→ To do
For the records that follow, please set down exactly the lines between the one holding "filename planetglide-sim/src/error.rs" and the one holding "ordered by name.", inclusive, and only those.

→ Data

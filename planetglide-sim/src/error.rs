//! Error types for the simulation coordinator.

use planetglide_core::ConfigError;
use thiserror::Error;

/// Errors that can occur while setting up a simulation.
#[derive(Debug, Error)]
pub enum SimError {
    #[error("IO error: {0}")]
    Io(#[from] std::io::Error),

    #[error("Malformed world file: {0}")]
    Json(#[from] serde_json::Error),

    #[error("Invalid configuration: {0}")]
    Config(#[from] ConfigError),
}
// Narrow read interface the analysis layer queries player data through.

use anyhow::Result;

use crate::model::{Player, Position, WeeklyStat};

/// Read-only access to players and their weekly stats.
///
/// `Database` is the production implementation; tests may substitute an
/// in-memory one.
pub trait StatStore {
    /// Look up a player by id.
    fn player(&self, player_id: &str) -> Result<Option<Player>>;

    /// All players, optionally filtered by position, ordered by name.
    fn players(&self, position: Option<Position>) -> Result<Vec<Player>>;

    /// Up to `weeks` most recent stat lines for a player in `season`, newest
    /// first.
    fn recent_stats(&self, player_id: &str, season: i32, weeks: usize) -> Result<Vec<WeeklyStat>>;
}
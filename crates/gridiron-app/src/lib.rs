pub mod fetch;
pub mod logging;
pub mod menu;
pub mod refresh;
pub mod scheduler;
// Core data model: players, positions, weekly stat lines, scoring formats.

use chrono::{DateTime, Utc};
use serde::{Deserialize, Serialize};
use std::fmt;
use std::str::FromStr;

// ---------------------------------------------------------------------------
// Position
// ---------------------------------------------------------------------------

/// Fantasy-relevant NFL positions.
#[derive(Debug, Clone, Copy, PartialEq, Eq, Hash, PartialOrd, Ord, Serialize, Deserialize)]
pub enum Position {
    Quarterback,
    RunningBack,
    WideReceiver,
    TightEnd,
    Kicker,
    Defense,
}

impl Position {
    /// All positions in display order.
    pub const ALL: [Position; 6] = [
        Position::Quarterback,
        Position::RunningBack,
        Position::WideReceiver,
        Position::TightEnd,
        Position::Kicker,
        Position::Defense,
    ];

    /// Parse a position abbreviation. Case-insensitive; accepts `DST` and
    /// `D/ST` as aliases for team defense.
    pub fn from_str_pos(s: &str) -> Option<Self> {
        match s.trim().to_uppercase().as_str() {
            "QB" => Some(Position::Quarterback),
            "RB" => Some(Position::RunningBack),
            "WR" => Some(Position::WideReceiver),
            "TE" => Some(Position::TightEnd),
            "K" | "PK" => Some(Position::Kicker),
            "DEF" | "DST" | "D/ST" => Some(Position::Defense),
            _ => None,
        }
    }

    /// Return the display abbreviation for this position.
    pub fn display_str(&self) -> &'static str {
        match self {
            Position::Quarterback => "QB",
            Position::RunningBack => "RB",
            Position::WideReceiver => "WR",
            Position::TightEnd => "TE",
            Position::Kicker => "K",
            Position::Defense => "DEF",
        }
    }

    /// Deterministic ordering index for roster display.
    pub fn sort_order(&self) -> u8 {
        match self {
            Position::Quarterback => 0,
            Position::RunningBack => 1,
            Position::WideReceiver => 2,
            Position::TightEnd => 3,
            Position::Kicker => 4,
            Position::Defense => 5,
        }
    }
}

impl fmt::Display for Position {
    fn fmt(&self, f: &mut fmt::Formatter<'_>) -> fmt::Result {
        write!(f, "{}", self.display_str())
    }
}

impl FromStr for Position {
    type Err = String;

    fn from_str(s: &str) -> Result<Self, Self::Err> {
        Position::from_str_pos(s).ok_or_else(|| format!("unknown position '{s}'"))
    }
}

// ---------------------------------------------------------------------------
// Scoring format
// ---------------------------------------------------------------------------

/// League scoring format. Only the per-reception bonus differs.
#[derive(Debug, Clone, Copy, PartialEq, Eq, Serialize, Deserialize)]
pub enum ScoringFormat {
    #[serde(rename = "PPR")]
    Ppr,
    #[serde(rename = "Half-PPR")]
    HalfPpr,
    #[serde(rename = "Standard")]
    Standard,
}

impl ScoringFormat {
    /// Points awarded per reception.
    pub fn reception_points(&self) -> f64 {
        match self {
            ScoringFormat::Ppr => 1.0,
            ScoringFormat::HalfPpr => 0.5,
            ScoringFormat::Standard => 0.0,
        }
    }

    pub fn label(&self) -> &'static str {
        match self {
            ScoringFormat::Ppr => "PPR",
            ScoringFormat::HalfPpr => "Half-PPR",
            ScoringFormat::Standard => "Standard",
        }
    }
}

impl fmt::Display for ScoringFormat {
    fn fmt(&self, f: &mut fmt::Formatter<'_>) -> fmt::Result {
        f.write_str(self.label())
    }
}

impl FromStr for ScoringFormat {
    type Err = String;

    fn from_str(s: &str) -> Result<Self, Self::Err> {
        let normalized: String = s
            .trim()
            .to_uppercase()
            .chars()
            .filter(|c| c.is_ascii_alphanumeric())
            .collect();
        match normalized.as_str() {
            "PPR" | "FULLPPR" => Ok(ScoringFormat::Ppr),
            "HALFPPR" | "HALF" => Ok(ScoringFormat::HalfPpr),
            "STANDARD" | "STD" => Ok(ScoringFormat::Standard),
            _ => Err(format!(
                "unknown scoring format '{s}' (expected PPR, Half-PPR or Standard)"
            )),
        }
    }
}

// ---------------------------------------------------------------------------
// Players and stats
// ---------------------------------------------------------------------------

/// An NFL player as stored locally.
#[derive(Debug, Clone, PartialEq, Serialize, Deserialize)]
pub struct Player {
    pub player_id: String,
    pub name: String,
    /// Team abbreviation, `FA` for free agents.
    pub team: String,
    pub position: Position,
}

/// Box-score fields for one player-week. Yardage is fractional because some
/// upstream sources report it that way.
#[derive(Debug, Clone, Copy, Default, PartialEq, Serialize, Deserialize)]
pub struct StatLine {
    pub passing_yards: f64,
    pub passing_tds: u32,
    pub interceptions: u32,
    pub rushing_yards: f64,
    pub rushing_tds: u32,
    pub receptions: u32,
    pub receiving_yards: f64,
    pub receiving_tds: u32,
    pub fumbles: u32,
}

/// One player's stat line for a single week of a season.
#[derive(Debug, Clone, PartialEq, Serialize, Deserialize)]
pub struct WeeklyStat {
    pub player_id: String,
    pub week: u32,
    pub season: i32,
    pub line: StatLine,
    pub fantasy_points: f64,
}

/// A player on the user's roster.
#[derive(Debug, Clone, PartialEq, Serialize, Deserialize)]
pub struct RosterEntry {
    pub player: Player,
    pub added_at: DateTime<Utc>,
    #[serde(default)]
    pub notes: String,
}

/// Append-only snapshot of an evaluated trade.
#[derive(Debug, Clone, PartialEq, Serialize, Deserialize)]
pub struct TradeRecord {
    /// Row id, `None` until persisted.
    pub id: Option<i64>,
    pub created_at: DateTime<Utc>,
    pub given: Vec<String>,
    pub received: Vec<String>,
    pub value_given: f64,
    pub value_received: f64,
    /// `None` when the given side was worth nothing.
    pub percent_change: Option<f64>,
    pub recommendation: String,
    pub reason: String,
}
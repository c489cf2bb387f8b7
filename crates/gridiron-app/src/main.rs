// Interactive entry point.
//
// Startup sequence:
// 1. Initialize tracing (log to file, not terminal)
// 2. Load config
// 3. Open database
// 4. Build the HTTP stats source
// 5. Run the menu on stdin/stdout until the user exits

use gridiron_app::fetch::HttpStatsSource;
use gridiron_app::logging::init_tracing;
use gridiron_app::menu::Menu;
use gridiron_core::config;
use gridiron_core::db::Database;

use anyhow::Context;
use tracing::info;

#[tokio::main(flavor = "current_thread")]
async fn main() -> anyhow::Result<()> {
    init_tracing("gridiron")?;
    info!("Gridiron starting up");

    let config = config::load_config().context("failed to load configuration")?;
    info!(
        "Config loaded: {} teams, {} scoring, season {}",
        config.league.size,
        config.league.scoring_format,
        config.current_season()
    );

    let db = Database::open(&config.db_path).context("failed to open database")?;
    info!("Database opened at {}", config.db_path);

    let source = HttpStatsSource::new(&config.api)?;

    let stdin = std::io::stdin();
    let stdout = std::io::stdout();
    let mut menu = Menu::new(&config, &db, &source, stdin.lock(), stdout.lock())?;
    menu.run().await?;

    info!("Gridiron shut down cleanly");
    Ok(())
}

* * *

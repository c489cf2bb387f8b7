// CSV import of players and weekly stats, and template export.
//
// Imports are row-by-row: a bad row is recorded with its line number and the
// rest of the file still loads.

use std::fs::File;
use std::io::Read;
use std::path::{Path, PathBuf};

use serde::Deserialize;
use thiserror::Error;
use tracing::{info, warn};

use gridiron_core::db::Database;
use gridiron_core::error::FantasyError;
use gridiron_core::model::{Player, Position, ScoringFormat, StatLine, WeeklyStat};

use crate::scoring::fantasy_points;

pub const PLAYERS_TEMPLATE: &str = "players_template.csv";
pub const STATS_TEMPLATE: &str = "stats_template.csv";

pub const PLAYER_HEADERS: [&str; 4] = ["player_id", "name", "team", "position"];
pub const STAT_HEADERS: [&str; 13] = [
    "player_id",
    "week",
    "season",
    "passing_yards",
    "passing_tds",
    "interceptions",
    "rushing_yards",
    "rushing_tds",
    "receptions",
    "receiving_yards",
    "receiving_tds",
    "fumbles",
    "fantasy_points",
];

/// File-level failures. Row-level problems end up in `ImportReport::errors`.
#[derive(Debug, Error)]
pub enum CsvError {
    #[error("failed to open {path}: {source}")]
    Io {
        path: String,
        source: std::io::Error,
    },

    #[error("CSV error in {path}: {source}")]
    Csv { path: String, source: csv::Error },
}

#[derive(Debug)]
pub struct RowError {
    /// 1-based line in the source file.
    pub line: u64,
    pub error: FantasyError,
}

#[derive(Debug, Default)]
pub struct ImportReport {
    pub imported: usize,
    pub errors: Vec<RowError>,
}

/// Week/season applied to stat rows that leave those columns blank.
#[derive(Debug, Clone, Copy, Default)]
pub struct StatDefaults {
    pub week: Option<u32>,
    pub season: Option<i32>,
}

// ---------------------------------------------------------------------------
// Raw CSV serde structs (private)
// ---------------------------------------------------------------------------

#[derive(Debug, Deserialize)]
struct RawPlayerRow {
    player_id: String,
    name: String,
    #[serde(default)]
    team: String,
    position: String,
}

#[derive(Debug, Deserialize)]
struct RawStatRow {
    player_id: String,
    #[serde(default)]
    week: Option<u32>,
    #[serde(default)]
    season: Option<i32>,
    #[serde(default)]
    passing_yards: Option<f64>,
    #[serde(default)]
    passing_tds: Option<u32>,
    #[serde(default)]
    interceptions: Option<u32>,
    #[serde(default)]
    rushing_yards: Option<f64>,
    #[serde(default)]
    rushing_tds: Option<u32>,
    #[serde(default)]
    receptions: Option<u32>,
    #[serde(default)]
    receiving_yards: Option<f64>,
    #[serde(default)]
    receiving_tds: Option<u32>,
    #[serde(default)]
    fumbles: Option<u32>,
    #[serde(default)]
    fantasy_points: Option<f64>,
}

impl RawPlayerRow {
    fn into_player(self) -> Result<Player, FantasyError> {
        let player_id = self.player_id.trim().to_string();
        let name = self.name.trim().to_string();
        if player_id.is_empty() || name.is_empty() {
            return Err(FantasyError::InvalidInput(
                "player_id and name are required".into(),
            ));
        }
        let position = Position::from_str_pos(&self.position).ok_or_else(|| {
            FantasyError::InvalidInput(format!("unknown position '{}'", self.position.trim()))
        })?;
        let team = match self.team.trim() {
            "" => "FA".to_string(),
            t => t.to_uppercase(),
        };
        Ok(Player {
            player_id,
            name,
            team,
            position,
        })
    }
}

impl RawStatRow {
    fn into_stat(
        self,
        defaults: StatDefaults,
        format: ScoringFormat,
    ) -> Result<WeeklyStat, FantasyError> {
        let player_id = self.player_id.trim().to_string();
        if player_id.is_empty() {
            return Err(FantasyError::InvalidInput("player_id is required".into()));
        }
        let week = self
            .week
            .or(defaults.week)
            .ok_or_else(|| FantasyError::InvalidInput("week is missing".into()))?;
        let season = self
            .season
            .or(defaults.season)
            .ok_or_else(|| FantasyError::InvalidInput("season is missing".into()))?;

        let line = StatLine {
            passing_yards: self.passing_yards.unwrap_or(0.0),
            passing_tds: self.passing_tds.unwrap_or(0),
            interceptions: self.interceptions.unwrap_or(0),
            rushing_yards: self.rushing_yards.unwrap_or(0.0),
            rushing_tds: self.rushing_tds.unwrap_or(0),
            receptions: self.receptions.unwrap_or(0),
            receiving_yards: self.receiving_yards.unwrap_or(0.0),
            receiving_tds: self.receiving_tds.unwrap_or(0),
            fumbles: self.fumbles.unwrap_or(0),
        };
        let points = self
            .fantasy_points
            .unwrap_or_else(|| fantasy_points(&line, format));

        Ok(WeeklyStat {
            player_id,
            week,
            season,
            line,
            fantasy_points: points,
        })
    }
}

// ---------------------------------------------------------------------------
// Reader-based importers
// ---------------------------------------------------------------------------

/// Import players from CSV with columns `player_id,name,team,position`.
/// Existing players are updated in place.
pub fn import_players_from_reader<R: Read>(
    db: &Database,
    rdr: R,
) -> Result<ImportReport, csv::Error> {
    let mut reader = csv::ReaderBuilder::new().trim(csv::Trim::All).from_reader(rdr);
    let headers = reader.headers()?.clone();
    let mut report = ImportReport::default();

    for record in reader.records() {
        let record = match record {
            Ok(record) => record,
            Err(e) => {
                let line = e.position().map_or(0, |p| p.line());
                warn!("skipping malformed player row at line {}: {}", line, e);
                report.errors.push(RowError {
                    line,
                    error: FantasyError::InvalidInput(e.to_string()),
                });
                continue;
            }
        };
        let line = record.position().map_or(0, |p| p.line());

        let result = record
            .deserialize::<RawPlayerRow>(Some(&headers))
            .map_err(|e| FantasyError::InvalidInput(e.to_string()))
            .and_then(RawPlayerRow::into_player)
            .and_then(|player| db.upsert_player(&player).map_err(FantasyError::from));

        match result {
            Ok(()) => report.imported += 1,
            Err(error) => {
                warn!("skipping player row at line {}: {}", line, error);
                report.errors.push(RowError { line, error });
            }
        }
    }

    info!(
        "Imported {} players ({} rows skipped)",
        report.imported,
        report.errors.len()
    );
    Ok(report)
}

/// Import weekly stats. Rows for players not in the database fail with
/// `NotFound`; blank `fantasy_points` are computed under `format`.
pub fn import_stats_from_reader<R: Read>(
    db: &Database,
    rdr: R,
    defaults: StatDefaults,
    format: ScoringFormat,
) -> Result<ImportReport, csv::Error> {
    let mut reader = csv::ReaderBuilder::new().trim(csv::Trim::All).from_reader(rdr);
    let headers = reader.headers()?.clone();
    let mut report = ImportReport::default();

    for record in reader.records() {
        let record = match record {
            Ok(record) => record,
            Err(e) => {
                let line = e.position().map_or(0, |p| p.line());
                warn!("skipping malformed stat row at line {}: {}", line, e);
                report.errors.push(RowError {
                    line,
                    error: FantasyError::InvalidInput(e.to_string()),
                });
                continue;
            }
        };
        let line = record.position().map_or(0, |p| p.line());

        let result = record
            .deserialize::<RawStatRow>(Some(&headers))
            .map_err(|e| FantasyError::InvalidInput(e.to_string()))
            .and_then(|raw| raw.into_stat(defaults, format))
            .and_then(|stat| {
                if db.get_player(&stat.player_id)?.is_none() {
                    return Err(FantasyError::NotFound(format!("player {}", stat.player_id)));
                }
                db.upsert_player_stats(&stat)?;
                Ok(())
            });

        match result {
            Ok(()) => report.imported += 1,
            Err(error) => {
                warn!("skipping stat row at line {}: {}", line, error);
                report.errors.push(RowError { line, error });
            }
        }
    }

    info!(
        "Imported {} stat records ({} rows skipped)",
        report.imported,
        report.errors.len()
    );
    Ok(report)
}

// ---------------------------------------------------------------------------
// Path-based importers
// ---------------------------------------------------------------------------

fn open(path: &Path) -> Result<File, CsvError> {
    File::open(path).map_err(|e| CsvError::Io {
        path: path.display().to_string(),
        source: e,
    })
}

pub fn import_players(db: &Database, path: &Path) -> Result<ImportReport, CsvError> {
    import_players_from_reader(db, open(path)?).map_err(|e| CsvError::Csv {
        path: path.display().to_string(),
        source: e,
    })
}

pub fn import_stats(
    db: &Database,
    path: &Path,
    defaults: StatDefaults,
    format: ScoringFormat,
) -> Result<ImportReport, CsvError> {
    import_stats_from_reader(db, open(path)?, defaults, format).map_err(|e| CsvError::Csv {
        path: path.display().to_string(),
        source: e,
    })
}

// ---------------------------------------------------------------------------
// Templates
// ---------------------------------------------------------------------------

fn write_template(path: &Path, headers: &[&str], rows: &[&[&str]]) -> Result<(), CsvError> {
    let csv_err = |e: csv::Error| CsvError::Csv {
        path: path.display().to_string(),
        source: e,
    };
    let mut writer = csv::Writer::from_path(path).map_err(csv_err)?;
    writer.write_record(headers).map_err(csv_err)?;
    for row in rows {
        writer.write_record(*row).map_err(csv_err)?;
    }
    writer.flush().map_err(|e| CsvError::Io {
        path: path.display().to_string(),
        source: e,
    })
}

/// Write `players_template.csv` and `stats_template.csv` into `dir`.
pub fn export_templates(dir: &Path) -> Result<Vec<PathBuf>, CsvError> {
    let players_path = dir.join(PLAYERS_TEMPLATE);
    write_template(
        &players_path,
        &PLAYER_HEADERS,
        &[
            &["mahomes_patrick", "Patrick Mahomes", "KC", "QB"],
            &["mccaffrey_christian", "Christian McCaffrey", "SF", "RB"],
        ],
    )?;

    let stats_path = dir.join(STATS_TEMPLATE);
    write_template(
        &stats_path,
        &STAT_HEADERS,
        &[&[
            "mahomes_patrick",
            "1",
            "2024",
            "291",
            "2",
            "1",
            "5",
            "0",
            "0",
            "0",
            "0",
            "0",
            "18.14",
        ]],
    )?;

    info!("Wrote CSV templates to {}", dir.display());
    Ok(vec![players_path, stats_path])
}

==

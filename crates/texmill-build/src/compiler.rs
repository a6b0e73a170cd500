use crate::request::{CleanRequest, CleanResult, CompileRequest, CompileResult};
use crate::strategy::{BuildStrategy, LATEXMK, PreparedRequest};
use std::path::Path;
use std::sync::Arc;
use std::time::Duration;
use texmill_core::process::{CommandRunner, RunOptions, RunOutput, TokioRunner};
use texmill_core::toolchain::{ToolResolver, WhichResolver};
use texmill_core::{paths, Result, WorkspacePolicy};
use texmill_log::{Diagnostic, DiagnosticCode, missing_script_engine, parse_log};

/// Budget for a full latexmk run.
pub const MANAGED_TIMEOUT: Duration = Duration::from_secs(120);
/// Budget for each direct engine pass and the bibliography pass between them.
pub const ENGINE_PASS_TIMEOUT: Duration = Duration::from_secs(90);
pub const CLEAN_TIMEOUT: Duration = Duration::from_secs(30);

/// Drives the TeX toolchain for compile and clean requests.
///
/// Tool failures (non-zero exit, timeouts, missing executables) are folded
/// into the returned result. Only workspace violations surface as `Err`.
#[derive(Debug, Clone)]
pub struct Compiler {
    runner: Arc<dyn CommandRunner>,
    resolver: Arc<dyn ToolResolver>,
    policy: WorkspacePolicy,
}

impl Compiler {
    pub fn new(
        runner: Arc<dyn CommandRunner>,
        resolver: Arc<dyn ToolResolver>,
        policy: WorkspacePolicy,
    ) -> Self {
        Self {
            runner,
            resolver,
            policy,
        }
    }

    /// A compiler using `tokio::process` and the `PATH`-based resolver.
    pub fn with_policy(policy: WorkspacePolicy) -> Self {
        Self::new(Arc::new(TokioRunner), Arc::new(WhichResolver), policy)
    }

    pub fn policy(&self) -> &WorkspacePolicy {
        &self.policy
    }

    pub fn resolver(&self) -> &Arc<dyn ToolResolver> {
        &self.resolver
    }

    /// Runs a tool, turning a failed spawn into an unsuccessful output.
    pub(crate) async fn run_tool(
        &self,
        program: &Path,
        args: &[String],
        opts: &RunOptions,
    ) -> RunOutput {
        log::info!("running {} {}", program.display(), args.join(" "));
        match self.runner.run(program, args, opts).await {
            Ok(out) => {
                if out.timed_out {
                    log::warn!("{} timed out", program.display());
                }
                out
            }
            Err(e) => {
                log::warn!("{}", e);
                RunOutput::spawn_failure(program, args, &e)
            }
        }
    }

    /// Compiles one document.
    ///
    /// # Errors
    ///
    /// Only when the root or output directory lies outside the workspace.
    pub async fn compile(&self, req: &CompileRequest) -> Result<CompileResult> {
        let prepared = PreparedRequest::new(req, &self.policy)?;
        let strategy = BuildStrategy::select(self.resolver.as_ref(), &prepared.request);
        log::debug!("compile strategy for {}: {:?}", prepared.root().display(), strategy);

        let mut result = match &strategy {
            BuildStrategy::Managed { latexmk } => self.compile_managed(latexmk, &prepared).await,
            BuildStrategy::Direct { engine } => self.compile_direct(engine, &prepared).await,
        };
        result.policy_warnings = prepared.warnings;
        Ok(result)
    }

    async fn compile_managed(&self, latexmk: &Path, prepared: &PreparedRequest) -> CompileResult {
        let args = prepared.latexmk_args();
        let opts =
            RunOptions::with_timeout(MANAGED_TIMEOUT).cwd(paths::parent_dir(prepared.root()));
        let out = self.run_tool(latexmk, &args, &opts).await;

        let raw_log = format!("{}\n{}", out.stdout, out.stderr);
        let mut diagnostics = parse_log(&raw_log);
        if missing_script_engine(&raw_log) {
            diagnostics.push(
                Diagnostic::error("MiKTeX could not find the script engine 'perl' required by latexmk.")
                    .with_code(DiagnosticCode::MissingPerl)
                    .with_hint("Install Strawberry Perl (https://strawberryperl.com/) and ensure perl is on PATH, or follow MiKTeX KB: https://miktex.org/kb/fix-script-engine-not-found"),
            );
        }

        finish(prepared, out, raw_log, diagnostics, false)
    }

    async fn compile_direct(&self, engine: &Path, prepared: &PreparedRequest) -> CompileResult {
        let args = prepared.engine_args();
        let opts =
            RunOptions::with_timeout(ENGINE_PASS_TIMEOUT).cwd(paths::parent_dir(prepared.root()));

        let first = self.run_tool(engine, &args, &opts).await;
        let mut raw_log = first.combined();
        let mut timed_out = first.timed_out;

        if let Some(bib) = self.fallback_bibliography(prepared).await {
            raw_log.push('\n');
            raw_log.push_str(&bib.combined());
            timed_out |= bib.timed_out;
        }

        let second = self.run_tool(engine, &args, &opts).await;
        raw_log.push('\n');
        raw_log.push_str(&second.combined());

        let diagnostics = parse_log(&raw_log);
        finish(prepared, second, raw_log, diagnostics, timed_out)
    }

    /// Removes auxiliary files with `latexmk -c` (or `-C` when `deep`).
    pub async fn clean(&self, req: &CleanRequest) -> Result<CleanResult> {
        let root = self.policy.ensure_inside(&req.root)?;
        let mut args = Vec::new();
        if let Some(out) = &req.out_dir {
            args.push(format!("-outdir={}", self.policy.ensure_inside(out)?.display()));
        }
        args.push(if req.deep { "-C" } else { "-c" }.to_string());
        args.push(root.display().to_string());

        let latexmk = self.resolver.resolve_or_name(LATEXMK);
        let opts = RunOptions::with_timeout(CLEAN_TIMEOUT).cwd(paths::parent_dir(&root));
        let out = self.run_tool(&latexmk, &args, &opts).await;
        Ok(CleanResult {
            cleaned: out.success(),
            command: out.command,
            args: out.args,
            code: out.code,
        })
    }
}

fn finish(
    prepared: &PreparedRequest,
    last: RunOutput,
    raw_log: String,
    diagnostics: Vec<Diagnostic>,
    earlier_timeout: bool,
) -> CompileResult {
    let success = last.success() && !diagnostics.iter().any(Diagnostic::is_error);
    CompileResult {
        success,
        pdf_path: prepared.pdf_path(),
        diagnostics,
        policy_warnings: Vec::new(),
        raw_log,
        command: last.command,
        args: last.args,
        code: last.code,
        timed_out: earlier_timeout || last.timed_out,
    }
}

→ Answer space
filename planetglide-sim/src/error.rs
//! Error types for the simulation coordinator.

use planetglide_core::ConfigError;
use thiserror::Error;

/// Errors that can occur while setting up a simulation.
#[derive(Debug, Error)]
pub enum SimError {
    #[error("IO error: {0}")]
    Io(#[from] std::io::Error),

    #[error("Malformed world file: {0}")]
    Json(#[from] serde_json::Error),

    #[error("Invalid configuration: {0}")]
    Config(#[from] ConfigError),
}
// Narrow read interface the analysis layer queries player data through.

use anyhow::Result;

use crate::model::{Player, Position, WeeklyStat};

/// Read-only access to players and their weekly stats.
///
/// `Database` is the production implementation; tests may substitute an
/// in-memory one.
pub trait StatStore {
    /// Look up a player by id.
    fn player(&self, player_id: &str) -> Result<Option<Player>>;

    /// All players, optionally filtered by position, ordered by name.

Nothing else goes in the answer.